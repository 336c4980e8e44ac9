//! Backup CLI commands
//!
//! Implements CLI commands for backup management.

use chrono::Utc;
use clap::Subcommand;

use crate::config::settings::Settings;
use crate::display::{format_backup_list, format_size};
use crate::error::{PocketError, PocketResult};
use crate::services::{BackupService, RestoreOutcome};
use crate::storage::PreferenceStore;

/// Backup subcommands
#[derive(Subcommand)]
pub enum BackupCommands {
    /// Create a new backup
    Create,

    /// List all available backups
    List,

    /// Restore from a backup
    Restore {
        /// Backup name, list number, or 'latest'
        backup: String,

        /// Confirm overwriting current data
        #[arg(short, long)]
        force: bool,
    },

    /// Delete old backups according to retention policy
    Prune {
        /// Skip confirmation prompt
        #[arg(short, long)]
        force: bool,
    },
}

/// Handle a backup command
pub fn handle_backup_command(
    store: &PreferenceStore,
    settings: &Settings,
    cmd: BackupCommands,
) -> PocketResult<()> {
    let service = BackupService::new(store);

    match cmd {
        BackupCommands::Create => {
            let unit = service.try_backup()?;
            println!("Backup created: {}", unit.name);
            println!("Location: {}", unit.path.display());
        }

        BackupCommands::List => {
            let units = service.available_backups()?;

            if units.is_empty() {
                println!("No backup files found");
                println!("Create one with: pocket backup create");
                return Ok(());
            }

            println!("{}", format_backup_list(&units, Utc::now()));
            println!("Total: {} backup(s)", units.len());
        }

        BackupCommands::Restore { backup, force } => {
            if service.available_backups()?.is_empty() {
                println!("No backup files found");
                return Ok(());
            }

            let unit = service.select(&backup)?;

            match service.restore(&unit, force.into()) {
                RestoreOutcome::Cancelled => {
                    println!(
                        "Are you sure you want to restore from {}? This will overwrite your current data.",
                        unit.name
                    );
                    println!(
                        "Created: {} ({})",
                        unit.created_at.format("%Y-%m-%d %H:%M:%S UTC"),
                        format_size(unit.size_bytes)
                    );
                    println!("To proceed, run again with --force flag:");
                    println!("  pocket backup restore {} --force", backup);
                }
                RestoreOutcome::Restored(result) => {
                    println!("Restore complete!");
                    println!("{}", result.summary());
                }
                RestoreOutcome::Failed(e) => {
                    return Err(PocketError::Backup(format!(
                        "Restore from {} failed, current data was left unchanged: {}",
                        unit.name, e
                    )));
                }
            }
        }

        BackupCommands::Prune { force } => {
            let retention = &settings.backup_retention;
            let candidates = service.prune_candidates(retention)?;

            if candidates.is_empty() {
                println!("No backups to prune.");
                println!("Current retention policy: keep {} newest", retention.keep);
                return Ok(());
            }

            println!("Prune Summary");
            println!("=============");
            println!("Retention policy: keep {} newest", retention.keep);
            println!("To be deleted: {} backup(s)", candidates.len());
            for unit in &candidates {
                println!("  {}", unit.name);
            }
            println!();

            if !force {
                println!("To delete old backups, run again with --force flag:");
                println!("  pocket backup prune --force");
                return Ok(());
            }

            let deleted = service.prune(retention)?;
            println!("Deleted {} backup(s).", deleted.len());
        }
    }

    Ok(())
}
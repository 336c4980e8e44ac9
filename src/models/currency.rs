//! Supported currencies
//!
//! The set is fixed; amounts are never converted between currencies, the
//! selection only changes how amounts are labelled.

use serde::{Deserialize, Serialize};
use std::fmt;
use std::str::FromStr;

use super::money::Money;

/// A currency the user can select
#[derive(Debug, Clone, Copy, PartialEq, Eq, Hash, Serialize, Deserialize, Default)]
pub enum Currency {
    #[default]
    #[serde(rename = "USD")]
    Usd,
    #[serde(rename = "LKR")]
    Lkr,
}

impl Currency {
    /// Every supported currency, in display order
    pub const ALL: [Currency; 2] = [Currency::Usd, Currency::Lkr];

    /// ISO 4217 code
    pub const fn code(&self) -> &'static str {
        match self {
            Self::Usd => "USD",
            Self::Lkr => "LKR",
        }
    }

    pub const fn name(&self) -> &'static str {
        match self {
            Self::Usd => "US Dollar",
            Self::Lkr => "Sri Lankan Rupee",
        }
    }

    pub const fn symbol(&self) -> &'static str {
        match self {
            Self::Usd => "$",
            Self::Lkr => "Rs ",
        }
    }

    /// Label shown in a picker, e.g. "USD - US Dollar"
    pub fn label(&self) -> String {
        format!("{} - {}", self.code(), self.name())
    }

    /// Format an amount with this currency's symbol
    pub fn format(&self, amount: Money) -> String {
        amount.format_with_symbol(self.symbol())
    }

    /// Look up a currency by code, case-insensitively
    pub fn from_code(code: &str) -> Option<Self> {
        Self::ALL
            .into_iter()
            .find(|c| c.code().eq_ignore_ascii_case(code.trim()))
    }
}

impl fmt::Display for Currency {
    fn fmt(&self, f: &mut fmt::Formatter<'_>) -> fmt::Result {
        f.write_str(self.code())
    }
}

impl FromStr for Currency {
    type Err = UnknownCurrency;

    /// Accepts a bare code ("usd") or a picker label ("USD - US Dollar")
    fn from_str(s: &str) -> Result<Self, Self::Err> {
        let trimmed = s.trim();
        if let Some(currency) = Self::from_code(trimmed) {
            return Ok(currency);
        }

        // Picker labels start with the code
        trimmed
            .get(..3)
            .filter(|_| trimmed[3..].trim_start().starts_with('-'))
            .and_then(Self::from_code)
            .ok_or_else(|| UnknownCurrency(trimmed.to_string()))
    }
}

/// A currency code outside the supported set
#[derive(Debug, Clone, PartialEq, Eq)]
pub struct UnknownCurrency(pub String);

impl fmt::Display for UnknownCurrency {
    fn fmt(&self, f: &mut fmt::Formatter<'_>) -> fmt::Result {
        let supported: Vec<&str> = Currency::ALL.iter().map(|c| c.code()).collect();
        write!(
            f,
            "Unsupported currency '{}' (supported: {})",
            self.0,
            supported.join(", ")
        )
    }
}

impl std::error::Error for UnknownCurrency {}

#[cfg(test)]
mod tests {
    use super::*;

    #[test]
    fn test_codes_round_trip() {
        for currency in Currency::ALL {
            assert_eq!(Currency::from_code(currency.code()), Some(currency));
            assert_eq!(currency.to_string(), currency.code());
        }
    }

    #[test]
    fn test_parse_code_and_label() {
        assert_eq!("usd".parse::<Currency>().unwrap(), Currency::Usd);
        assert_eq!(" LKR ".parse::<Currency>().unwrap(), Currency::Lkr);
        assert_eq!(
            Currency::Lkr.label().parse::<Currency>().unwrap(),
            Currency::Lkr
        );
    }

    #[test]
    fn test_parse_rejects_unknown() {
        assert!("EUR".parse::<Currency>().is_err());
        assert!("USDX".parse::<Currency>().is_err());
        assert!("".parse::<Currency>().is_err());
        assert!("ü".parse::<Currency>().is_err());

        let err = "GBP".parse::<Currency>().unwrap_err();
        assert!(err.to_string().contains("USD, LKR"));
    }

    #[test]
    fn test_serde_uses_code() {
        assert_eq!(serde_json::to_string(&Currency::Lkr).unwrap(), "\"LKR\"");
        let parsed: Currency = serde_json::from_str("\"USD\"").unwrap();
        assert_eq!(parsed, Currency::Usd);
        assert!(serde_json::from_str::<Currency>("\"EUR\"").is_err());
    }

    #[test]
    fn test_format() {
        assert_eq!(Currency::Usd.format(Money::from_cents(123_456)), "$1234.56");
        assert_eq!(Currency::Lkr.format(Money::from_cents(-500)), "-Rs 5.00");
    }
}
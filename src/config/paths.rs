//! Path management for pocket
//!
//! ## Path Resolution Order
//!
//! 1. `POCKET_DATA_DIR` environment variable (if set)
//! 2. The platform config directory reported by `directories`
//!    (`~/.config/pocket` on Linux, `~/Library/Application Support/pocket`
//!    on macOS, `%APPDATA%\pocket` on Windows)

use std::path::PathBuf;

use directories::ProjectDirs;

use crate::error::PocketError;

/// Environment variable that overrides the base directory
pub const DATA_DIR_ENV: &str = "POCKET_DATA_DIR";

/// Manages all paths used by pocket
#[derive(Debug, Clone)]
pub struct PocketPaths {
    /// Base directory for all pocket data
    base_dir: PathBuf,
}

impl PocketPaths {
    /// Resolve the base directory from the environment or the platform default
    ///
    /// # Errors
    ///
    /// Returns an error if no home directory can be determined.
    pub fn new() -> Result<Self, PocketError> {
        let base_dir = match std::env::var_os(DATA_DIR_ENV) {
            Some(custom) if !custom.is_empty() => PathBuf::from(custom),
            _ => resolve_default_path()?,
        };

        Ok(Self { base_dir })
    }

    /// Create PocketPaths with a custom base directory (useful for testing)
    pub fn with_base_dir(base_dir: PathBuf) -> Self {
        Self { base_dir }
    }

    pub fn base_dir(&self) -> &PathBuf {
        &self.base_dir
    }

    /// Get the data directory (`<base>/data/`)
    pub fn data_dir(&self) -> PathBuf {
        self.base_dir.join("data")
    }

    /// Get the backup directory (`<base>/backups/`)
    pub fn backup_dir(&self) -> PathBuf {
        self.base_dir.join("backups")
    }

    /// Get the path to the application settings file
    pub fn settings_file(&self) -> PathBuf {
        self.base_dir.join("config.json")
    }

    /// Get the path to the audit log
    pub fn audit_log(&self) -> PathBuf {
        self.base_dir.join("audit.log")
    }

    /// Get the path to preferences.json (budget, currency, transactions)
    pub fn preferences_file(&self) -> PathBuf {
        self.data_dir().join("preferences.json")
    }

    /// Ensure the base, data and backup directories exist
    pub fn ensure_directories(&self) -> Result<(), PocketError> {
        std::fs::create_dir_all(&self.base_dir)
            .map_err(|e| PocketError::Io(format!("Failed to create base directory: {}", e)))?;

        std::fs::create_dir_all(self.data_dir())
            .map_err(|e| PocketError::Io(format!("Failed to create data directory: {}", e)))?;

        std::fs::create_dir_all(self.backup_dir())
            .map_err(|e| PocketError::Io(format!("Failed to create backup directory: {}", e)))?;

        Ok(())
    }
}

fn resolve_default_path() -> Result<PathBuf, PocketError> {
    let proj = ProjectDirs::from("", "", "pocket").ok_or_else(|| {
        PocketError::Config("Could not determine a home directory for pocket data".into())
    })?;
    Ok(proj.config_dir().to_path_buf())
}

#[cfg(test)]
mod tests {
    use super::*;
    use tempfile::TempDir;

    #[test]
    fn test_custom_base_dir() {
        let temp_dir = TempDir::new().unwrap();
        let paths = PocketPaths::with_base_dir(temp_dir.path().to_path_buf());

        assert_eq!(paths.base_dir(), temp_dir.path());
        assert_eq!(paths.data_dir(), temp_dir.path().join("data"));
        assert_eq!(paths.backup_dir(), temp_dir.path().join("backups"));
    }

    #[test]
    fn test_ensure_directories() {
        let temp_dir = TempDir::new().unwrap();
        let paths = PocketPaths::with_base_dir(temp_dir.path().join("nested"));

        paths.ensure_directories().unwrap();

        assert!(paths.data_dir().exists());
        assert!(paths.backup_dir().exists());
    }

    #[test]
    fn test_file_paths() {
        let temp_dir = TempDir::new().unwrap();
        let paths = PocketPaths::with_base_dir(temp_dir.path().to_path_buf());

        assert_eq!(paths.settings_file(), temp_dir.path().join("config.json"));
        assert_eq!(paths.audit_log(), temp_dir.path().join("audit.log"));
        assert_eq!(
            paths.preferences_file(),
            temp_dir.path().join("data").join("preferences.json")
        );
    }
}
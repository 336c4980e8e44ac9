//! Currency CLI commands
//!
//! The currency picker of the settings screen.

use clap::Subcommand;

use crate::error::{PocketError, PocketResult};
use crate::models::Currency;
use crate::services::SettingsService;
use crate::storage::PreferenceStore;

/// Currency subcommands
#[derive(Subcommand)]
pub enum CurrencyCommands {
    /// Show the selected currency
    Show,

    /// List supported currencies
    List,

    /// Select a currency
    Set {
        /// Currency code or label (e.g., "LKR" or "LKR - Sri Lankan Rupee")
        code: String,
    },
}

/// Handle a currency command
pub fn handle_currency_command(store: &PreferenceStore, cmd: CurrencyCommands) -> PocketResult<()> {
    let service = SettingsService::new(store)?;

    match cmd {
        CurrencyCommands::Show => {
            println!("{}", service.selected_currency().get().label());
        }

        CurrencyCommands::List => {
            let selected = service.selected_currency().get();
            for currency in service.supported_currencies() {
                let marker = if *currency == selected { "*" } else { " " };
                println!("{} {}", marker, currency.label());
            }
        }

        CurrencyCommands::Set { code } => {
            let currency = code
                .parse::<Currency>()
                .map_err(|e| PocketError::Validation(e.to_string()))?;

            service.set_selected_currency(currency)?;
            println!("Currency updated to {}", currency.label());
        }
    }

    Ok(())
}
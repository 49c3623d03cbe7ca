use serde::{Deserialize, Serialize};

/// Root configuration structure
#[derive(Debug, Serialize, Deserialize, Clone, PartialEq, Default)]
pub struct Config {
    #[serde(default)]
    pub simulation: SimulationConfig,
    #[serde(default)]
    pub runner: RunnerConfig,
}

/// Everything the flock engine needs at construction time.
#[derive(Debug, Serialize, Deserialize, Clone, PartialEq)]
pub struct SimulationConfig {
    #[serde(default)]
    pub world: WorldSettings,
    #[serde(default)]
    pub population: PopulationSettings,
    #[serde(default = "RoleSettings::default_prey")]
    pub prey: RoleSettings,
    #[serde(default = "RoleSettings::default_predator")]
    pub predator: RoleSettings,
    #[serde(default)]
    pub radii: RadiusSettings,
    #[serde(default)]
    pub weights: WeightSettings,
    #[serde(default)]
    pub modes: ModeSettings,
    #[serde(default)]
    pub neighbor_index: NeighborIndexConfig,
    /// Seed for initial placement. `None` draws one from the OS.
    #[serde(default)]
    pub seed: Option<u64>,
    /// Run the synchronous compute phase on the rayon pool.
    #[serde(default)]
    pub parallel_compute: bool,
}

impl Default for SimulationConfig {
    fn default() -> Self {
        Self {
            world: WorldSettings::default(),
            population: PopulationSettings::default(),
            prey: RoleSettings::default_prey(),
            predator: RoleSettings::default_predator(),
            radii: RadiusSettings::default(),
            weights: WeightSettings::default(),
            modes: ModeSettings::default(),
            neighbor_index: NeighborIndexConfig::default(),
            seed: None,
            parallel_compute: false,
        }
    }
}

impl SimulationConfig {
    pub fn prey_count(&self) -> usize {
        self.population.teams.iter().map(|&count| count as usize).sum()
    }

    pub fn total_population(&self) -> usize {
        self.prey_count() + self.population.predators as usize
    }
}

// --- Sections ---

#[derive(Debug, Serialize, Deserialize, Clone, Copy, PartialEq)]
pub struct WorldSettings {
    #[serde(default = "default_width")]
    pub width: f32,
    #[serde(default = "default_height")]
    pub height: f32,
}

fn default_width() -> f32 { 1000.0 }
fn default_height() -> f32 { 720.0 }

impl Default for WorldSettings {
    fn default() -> Self {
        Self { width: default_width(), height: default_height() }
    }
}

#[derive(Debug, Serialize, Deserialize, Clone, PartialEq)]
pub struct PopulationSettings {
    /// Prey count per team. A single entry is one undivided flock.
    #[serde(default = "default_teams")]
    pub teams: Vec<u32>,
    #[serde(default)]
    pub predators: u32,
}

fn default_teams() -> Vec<u32> { vec![60] }

impl Default for PopulationSettings {
    fn default() -> Self {
        Self { teams: default_teams(), predators: 0 }
    }
}

/// Speed and force caps for one role, plus the lower bound of the initial
/// speed draw.
#[derive(Debug, Serialize, Deserialize, Clone, Copy, PartialEq)]
pub struct RoleSettings {
    pub max_speed: f32,
    pub max_force: f32,
    #[serde(default = "default_min_initial_speed")]
    pub min_initial_speed: f32,
}

fn default_min_initial_speed() -> f32 { 1.0 }

impl RoleSettings {
    pub fn default_prey() -> Self {
        Self { max_speed: 3.0, max_force: 0.05, min_initial_speed: 1.0 }
    }

    pub fn default_predator() -> Self {
        Self { max_speed: 4.5, max_force: 0.1, min_initial_speed: 2.0 }
    }
}

#[derive(Debug, Serialize, Deserialize, Clone, Copy, PartialEq)]
pub struct RadiusSettings {
    /// Alignment and cohesion perception radius
    #[serde(default = "default_neighbor_radius")]
    pub neighbor: f32,
    #[serde(default = "default_separation_radius")]
    pub separation: f32,
    /// How far a predator can see prey
    #[serde(default = "default_predator_radius")]
    pub predator: f32,
    /// Prey only flee from predators closer than this
    #[serde(default = "default_flee_threshold")]
    pub flee_threshold: f32,
}

fn default_neighbor_radius() -> f32 { 70.0 }
fn default_separation_radius() -> f32 { 30.0 }
fn default_predator_radius() -> f32 { 250.0 }
fn default_flee_threshold() -> f32 { 120.0 }

impl Default for RadiusSettings {
    fn default() -> Self {
        Self {
            neighbor: default_neighbor_radius(),
            separation: default_separation_radius(),
            predator: default_predator_radius(),
            flee_threshold: default_flee_threshold(),
        }
    }
}

#[derive(Debug, Serialize, Deserialize, Clone, Copy, PartialEq)]
pub struct WeightSettings {
    #[serde(default = "default_separation_weight")]
    pub separation: f32,
    #[serde(default = "default_alignment_weight")]
    pub alignment: f32,
    #[serde(default = "default_cohesion_weight")]
    pub cohesion: f32,
    #[serde(default = "default_flee_weight")]
    pub flee: f32,
}

fn default_separation_weight() -> f32 { 1.5 }
fn default_alignment_weight() -> f32 { 1.0 }
fn default_cohesion_weight() -> f32 { 0.7 }
fn default_flee_weight() -> f32 { 2.5 }

impl Default for WeightSettings {
    fn default() -> Self {
        Self {
            separation: default_separation_weight(),
            alignment: default_alignment_weight(),
            cohesion: default_cohesion_weight(),
            flee: default_flee_weight(),
        }
    }
}

#[derive(Debug, Serialize, Deserialize, Clone, Copy, PartialEq, Default)]
pub struct ModeSettings {
    /// Restrict alignment and cohesion to same-team neighbours
    #[serde(default)]
    pub team_mode: bool,
    /// Spawn predators and let prey flee from them
    #[serde(default)]
    pub predator_mode: bool,
    #[serde(default)]
    pub ordering: UpdateOrdering,
}

// --- Enums for Choices ---

/// How forces and integration are interleaved within a tick.
#[derive(Debug, Serialize, Deserialize, Clone, Copy, PartialEq, Eq, Default)]
#[serde(rename_all = "lowercase")]
pub enum UpdateOrdering {
    /// Every agent reads the same pre-tick snapshot, then all agents move.
    #[default]
    Synchronous,
    /// Predators move first, then each prey computes and moves in list order.
    Sequential,
}

/// Neighbour lookup strategy. Both produce identical results.
#[derive(Debug, Serialize, Deserialize, Clone, Copy, PartialEq, Default)]
#[serde(tag = "type", rename_all = "snake_case")]
pub enum NeighborIndexConfig {
    #[default]
    BruteForce,
    Grid {
        #[serde(default = "default_cell_size")]
        cell_size: f32,
    },
}

fn default_cell_size() -> f32 { 70.0 }

/// Settings only the headless runner cares about.
#[derive(Debug, Serialize, Deserialize, Clone, Copy, PartialEq)]
pub struct RunnerConfig {
    #[serde(default = "default_framerate")]
    pub framerate: u32,
    /// Log a tick summary every N ticks (0 = never)
    #[serde(default = "default_log_every")]
    pub log_every: u64,
}

fn default_framerate() -> u32 { 60 }
fn default_log_every() -> u64 { 100 }

impl Default for RunnerConfig {
    fn default() -> Self {
        Self { framerate: default_framerate(), log_every: default_log_every() }
    }
}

-----

* Work task
The line with "fn default_log_every() ->" marks where to start. Transcribe from there through the final line of the records, exactly and with nothing added.

* Exercise output
fn default_log_every() -> u64 { 100 }

impl Default for RunnerConfig {
    fn default() -> Self {
        Self { framerate: default_framerate(), log_every: default_log_every() }
    }
}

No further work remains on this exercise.